The baccarat slump brought down revenue for the fiscal year down 1.6 , according to numbers released by the Nevada Gaming Commission and reported on by the Las Vegas Review Journal.
Over the past few years baccarat has been a serious cash cow on the Strip and has consistently ranked as the top earning table, ahead of more mainstream table games like blackjack. Most of that growth came on the heels of an influx of newly rich Asian whales who toss cash freely in elaborate baccarat parlors the general public will never get to see.
Unfortunately for Vegas whale hunters, a crackdown on corruption in China has put a damper on the Vegas baccarat party. Last quarter baccarat brought in just $ 64.7 million to Las Vegas casinos. That’s down 53.7% from the previous year.

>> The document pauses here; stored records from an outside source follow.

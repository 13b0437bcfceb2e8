use crate::clipboard::{Clipboard, decode_property, encode_property, with_retries};
use crate::edit::{self, PropertyEdit};
use crate::error::EditError;
use crate::save::{PropertyId, SaveFile, SaveProperty};
use crate::undo::{ListenerId, UndoGroup, UndoService, UndoState, UndoUnit};
use crate::view::{PropertyView, SortDirection};
use crate::{EditorOptions, SaveValue, ValueType, statics};

/// Why a reload needs the user's confirmation.
#[derive(Debug, Clone, Copy, PartialEq, Eq)]
pub enum ReloadWarning {
    /// The file on disk differs from what is in the editor.
    UnsavedChanges,
    /// Everything is saved, but undo history would be lost.
    HistoryOnly,
}

impl ReloadWarning {
    pub fn title(self) -> &'static str {
        statics::EN_TITLE_CONFIRM_RELOAD
    }

    pub fn message(self) -> &'static str {
        match self {
            ReloadWarning::UnsavedChanges => statics::EN_RELOAD_UNSAVED_CHANGES,
            ReloadWarning::HistoryOnly => statics::EN_RELOAD_HISTORY_ONLY,
        }
    }
}

/// Answer to "a property with this name already exists".
#[derive(Debug, Clone, Copy, PartialEq, Eq)]
pub enum PasteChoice {
    Cancel,
    Replace,
    AddNew,
}

pub fn paste_conflict_message(name: &str) -> String {
    format!("A property named '{name}' {}", statics::EN_PASTE_CONFLICT_SUFFIX)
}

/// Questions the document asks the user. Implemented by the host's dialogs.
pub trait Prompter {
    fn confirm_reload(&mut self, warning: ReloadWarning) -> bool;
    fn resolve_paste_conflict(&mut self, name: &str) -> PasteChoice;
}

/// Input of the "new property" dialog.
#[derive(Debug, Clone, PartialEq, Eq)]
pub struct NewProperty {
    pub name: String,
    pub value_type: ValueType,
    pub is_array: bool,
}

/// One open save file: its properties, undo history, view and selection.
///
/// Every user command here is recorded as an undo unit paired with its exact inverse;
/// [`SaveFile`] itself knows nothing about undo. Commands whose preconditions fail
/// return `Ok(false)` and change nothing.
#[derive(Debug)]
pub struct SaveDocument {
    file: SaveFile,
    undo: UndoService<PropertyEdit>,
    view: PropertyView,
    /// Row in the current view, not a storage index.
    selected: Option<usize>,
    options: EditorOptions,
}

impl SaveDocument {
    pub fn new(file: SaveFile) -> Self {
        Self::with_options(file, EditorOptions::default())
    }

    pub fn with_options(file: SaveFile, options: EditorOptions) -> Self {
        Self {
            file,
            undo: UndoService::with_history_limit(options.history_limit),
            view: PropertyView::default(),
            selected: None,
            options,
        }
    }

    pub fn name(&self) -> String {
        self.file.name()
    }

    pub fn file(&self) -> &SaveFile {
        &self.file
    }

    pub fn properties(&self) -> &[SaveProperty] {
        self.file.properties()
    }

    pub fn undo_service(&self) -> &UndoService<PropertyEdit> {
        &self.undo
    }

    /// Called whenever undo, redo or save enablement may have changed.
    pub fn subscribe(&mut self, listener: impl FnMut(UndoState) + 'static) -> ListenerId {
        self.undo.subscribe(listener)
    }

    pub fn unsubscribe(&mut self, id: ListenerId) -> bool {
        self.undo.unsubscribe(id)
    }

    // History

    pub fn can_undo(&self) -> bool {
        self.undo.can_undo()
    }

    pub fn can_redo(&self) -> bool {
        self.undo.can_redo()
    }

    /// Undoes the last step and selects the property it restored, if that row is visible.
    pub fn undo(&mut self) -> Result<bool, EditError> {
        if !self.undo.undo(&mut self.file)? {
            return Ok(false);
        }
        let touched = self
            .undo
            .redo_history()
            .next()
            .and_then(UndoUnit::last_reverted)
            .and_then(|edit| edit.touched_property(&self.file));
        self.select_after_history_step(touched);
        Ok(true)
    }

    pub fn redo(&mut self) -> Result<bool, EditError> {
        if !self.undo.redo(&mut self.file)? {
            return Ok(false);
        }
        let touched = self
            .undo
            .undo_history()
            .next()
            .and_then(UndoUnit::last_applied)
            .and_then(|edit| edit.touched_property(&self.file));
        self.select_after_history_step(touched);
        Ok(true)
    }

    /// Status line text for the next undo, e.g. "Undo: Rename to 'gold'".
    pub fn undo_description(&self) -> Option<String> {
        self.undo
            .undo_history()
            .next()
            .map(|unit| format!("{} {unit}", statics::EN_PREFIX_UNDO))
    }

    pub fn redo_description(&self) -> Option<String> {
        self.undo
            .redo_history()
            .next()
            .map(|unit| format!("{} {unit}", statics::EN_PREFIX_REDO))
    }

    // Save / reload

    pub fn has_unsaved_changes(&self) -> bool {
        !self.undo.is_save_point()
    }

    pub fn can_save(&self) -> bool {
        self.has_unsaved_changes()
    }

    pub fn save(&mut self) -> anyhow::Result<()> {
        self.file.save()?;
        self.undo.set_save_point();
        Ok(())
    }

    pub fn save_to_path(&mut self, path: &std::path::Path) -> anyhow::Result<()> {
        self.file.save_to_path(path)?;
        self.undo.set_save_point();
        Ok(())
    }

    /// Re-reads the file from disk and drops all history. Asks first when that would
    /// lose unsaved changes or undo history. Returns `Ok(false)` if the user declined.
    pub fn reload(&mut self, prompter: &mut dyn Prompter) -> anyhow::Result<bool> {
        let warning = if !self.undo.is_save_point() {
            Some(ReloadWarning::UnsavedChanges)
        } else if self.undo.can_undo() || self.undo.can_redo() {
            Some(ReloadWarning::HistoryOnly)
        } else {
            None
        };

        if let Some(warning) = warning
            && !prompter.confirm_reload(warning)
        {
            return Ok(false);
        }

        self.file.reload()?;
        self.undo.clear();
        self.clamp_selection();
        tracing::info!("Reloaded {}", self.file.name());
        Ok(true)
    }

    // View and selection

    pub fn view(&self) -> &PropertyView {
        &self.view
    }

    /// Storage indices in display order.
    pub fn visible_indices(&self) -> Vec<usize> {
        self.view.visible_indices(self.file.properties())
    }

    pub fn filter(&self) -> &str {
        &self.view.filter
    }

    pub fn set_filter(&mut self, filter: impl Into<String>) {
        self.view.filter = filter.into();
        self.clamp_selection();
    }

    pub fn can_clear_filter(&self) -> bool {
        self.view.has_filter()
    }

    pub fn clear_filter(&mut self) {
        self.set_filter(String::new());
    }

    pub fn set_name_sort(&mut self, direction: Option<SortDirection>) {
        self.view.name_sort = direction;
    }

    pub fn set_type_sort(&mut self, direction: Option<SortDirection>) {
        self.view.type_sort = direction;
    }

    /// Reordering is only offered while rows are shown in storage order.
    pub fn can_move_properties(&self) -> bool {
        self.view.is_identity()
    }

    pub fn selected_index(&self) -> Option<usize> {
        self.selected
    }

    pub fn set_selected_index(&mut self, row: Option<usize>) {
        self.selected = row;
    }

    pub fn selected_property(&self) -> Option<&SaveProperty> {
        self.selected_storage_index()
            .and_then(|i| self.file.properties().get(i))
    }

    fn selected_storage_index(&self) -> Option<usize> {
        let row = self.selected?;
        self.view.storage_index(self.file.properties(), row)
    }

    fn select_after_history_step(&mut self, touched: Option<PropertyId>) {
        let row = touched
            .and_then(|id| self.file.position_of(id))
            .and_then(|i| self.view.visible_index(self.file.properties(), i));
        match row {
            Some(row) => self.selected = Some(row),
            None => self.clamp_selection(),
        }
    }

    fn clamp_selection(&mut self) {
        let Some(row) = self.selected else {
            return;
        };
        let len = self.view.visible_len(self.file.properties());
        self.selected = if len == 0 { None } else { Some(row.min(len - 1)) };
    }

    // Property commands

    pub fn can_rename(&self) -> bool {
        self.selected_property().is_some()
    }

    pub fn can_copy(&self) -> bool {
        self.selected_property().is_some()
    }

    pub fn can_remove(&self) -> bool {
        self.selected_property().is_some()
    }

    pub fn can_move_up(&self) -> bool {
        self.can_move_properties()
            && self
                .selected_storage_index()
                .is_some_and(|i| self.file.can_move_property_up(i))
    }

    pub fn can_move_down(&self) -> bool {
        self.can_move_properties()
            && self
                .selected_storage_index()
                .is_some_and(|i| self.file.can_move_property_down(i))
    }

    /// Renaming to the current name is not an edit.
    pub fn rename_selected(&mut self, new_name: &str) -> Result<bool, EditError> {
        let Some(property) = self.selected_property() else {
            return Ok(false);
        };
        if property.name == new_name {
            return Ok(false);
        }

        let pair = edit::rename(property.id(), property.name.clone(), new_name.to_string());
        let unit = edit::delegate_and_execute(pair, &mut self.file)?;
        self.undo.push_unit(unit);
        Ok(true)
    }

    /// Appends a new property with a default value of the requested type.
    pub fn add_property(&mut self, new: NewProperty) -> Result<PropertyId, EditError> {
        let property = SaveProperty::new(new.name, SaveValue::new_default(new.value_type, new.is_array));
        let id = property.id();
        let unit = edit::delegate_and_execute(edit::insert(self.file.len(), property), &mut self.file)?;
        self.undo.push_unit(unit);
        Ok(id)
    }

    /// Removes the selected property. The selection stays on the same row, which now
    /// shows the next property, or moves to the last row.
    pub fn remove_selected(&mut self) -> Result<bool, EditError> {
        let Some(index) = self.selected_storage_index() else {
            return Ok(false);
        };

        let pair = edit::remove(&self.file, index)?;
        let unit = edit::delegate_and_execute(pair, &mut self.file)?;
        self.undo.push_unit(unit);
        self.clamp_selection();
        Ok(true)
    }

    pub fn move_selected_up(&mut self) -> Result<bool, EditError> {
        if !self.can_move_up() {
            return Ok(false);
        }
        let Some(index) = self.selected_storage_index() else {
            return Ok(false);
        };

        let unit = edit::delegate_and_execute(edit::move_up(index), &mut self.file)?;
        self.undo.push_unit(unit);
        self.selected = Some(index - 1);
        Ok(true)
    }

    pub fn move_selected_down(&mut self) -> Result<bool, EditError> {
        if !self.can_move_down() {
            return Ok(false);
        }
        let Some(index) = self.selected_storage_index() else {
            return Ok(false);
        };

        let unit = edit::delegate_and_execute(edit::move_down(index), &mut self.file)?;
        self.undo.push_unit(unit);
        self.selected = Some(index + 1);
        Ok(true)
    }

    // Value edits

    /// Live access for an editor that changes a value in place. Follow up with
    /// [`SaveDocument::record_value_edit`] once the edit is committed.
    pub fn value_mut(&mut self, id: PropertyId) -> Option<&mut SaveValue> {
        self.file.property_mut(id).map(|p| &mut p.value)
    }

    /// Records an edit whose new value is already live. Returns `Ok(false)`, recording
    /// nothing, when the value did not actually change.
    pub fn record_value_edit(&mut self, id: PropertyId, old: SaveValue) -> Result<bool, EditError> {
        let current = self
            .file
            .property(id)
            .ok_or(EditError::UnknownProperty(id))?;
        if current.value.same_data(&old) {
            return Ok(false);
        }

        let pair = edit::set_value(id, old, current.value.clone());
        self.undo.push_unit(edit::delegate(pair));
        Ok(true)
    }

    /// Sets a value and records it, unless it equals the current one.
    pub fn edit_value(&mut self, id: PropertyId, value: SaveValue) -> Result<bool, EditError> {
        let old = self.file.set_property_value(id, value)?;
        self.record_value_edit(id, old)
    }

    // Clipboard

    /// Copies the selected property. Best-effort: clipboard failures are logged only.
    pub fn copy_selected(&self, clipboard: &mut dyn Clipboard) -> bool {
        let Some(property) = self.selected_property() else {
            return false;
        };

        let data = encode_property(property);
        match with_retries(
            self.options.clipboard_attempts,
            self.options.clipboard_retry_delay(),
            || clipboard.set_data(&data),
        ) {
            Ok(()) => true,
            Err(e) => {
                tracing::warn!("Copy of '{}' abandoned: {e}", property.name);
                false
            }
        }
    }

    /// Pastes a property from the clipboard as a single undo step.
    ///
    /// Unreadable clipboard contents make this a no-op. When exactly one property already
    /// has the pasted name the user chooses between replacing it and adding a new entry;
    /// with two or more the paste is always appended.
    pub fn paste(
        &mut self,
        clipboard: &mut dyn Clipboard,
        prompter: &mut dyn Prompter,
    ) -> Result<bool, EditError> {
        let data = match with_retries(
            self.options.clipboard_attempts,
            self.options.clipboard_retry_delay(),
            || clipboard.get_data(),
        ) {
            Ok(Some(data)) => data,
            Ok(None) => return Ok(false),
            Err(e) => {
                tracing::warn!("Paste abandoned: {e}");
                return Ok(false);
            }
        };

        let property = match decode_property(&data) {
            Ok(property) => property,
            Err(e) => {
                tracing::debug!("Ignoring clipboard contents: {e:#}");
                return Ok(false);
            }
        };

        let mut group = UndoGroup::new();
        let end = self.file.len();
        let index = match self.file.index_of_property(&property.name, 0) {
            None => end,
            Some(first) if self.file.index_of_property(&property.name, first + 1).is_some() => end,
            Some(first) => match prompter.resolve_paste_conflict(&property.name) {
                PasteChoice::Cancel => return Ok(false),
                PasteChoice::AddNew => end,
                PasteChoice::Replace => {
                    let (forward, inverse) = edit::remove(&self.file, first)?;
                    group.add_and_execute(forward, inverse, &mut self.file)?;
                    first
                }
            },
        };

        let (forward, inverse) = edit::insert(index, property);
        group.add_and_execute(forward, inverse, &mut self.file)?;
        self.undo.push_unit(group);
        Ok(true)
    }
}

The baccarat bust isn’t the only bad news coming from the Vegas Strip this fiscal year. Taking baccarat out of the picture, Las Vegas casino revenue would still be down about 3% for the month of June and down 1.6% for the first six months of 2015.
Analysts suggest that Vegas’ trouble with the popular game is part of a worldwide trend that’s having a major impact on any property – land-based or digital – where Asian whales congregate.
Fortunately for the city of Las Vegas, most Strip resorts have very diverse revenue streams that rely much less on gambling than they once did. J.P. Morgan gaming analyst Joe Greff explained to the press why Vegas will probably be all right, despite the baccarat slump saying:
Overall, we continue to think the Las Vegas Strip can generate low-to mid-single (revenue per available room) and visitation growth, though we expect the market to continue to experiencing volatility in baccarat play given a likely slowdown in Chinese player.
All told, the State of Nevada brought in around $ 48.7 million in gaming taxes for the month of June.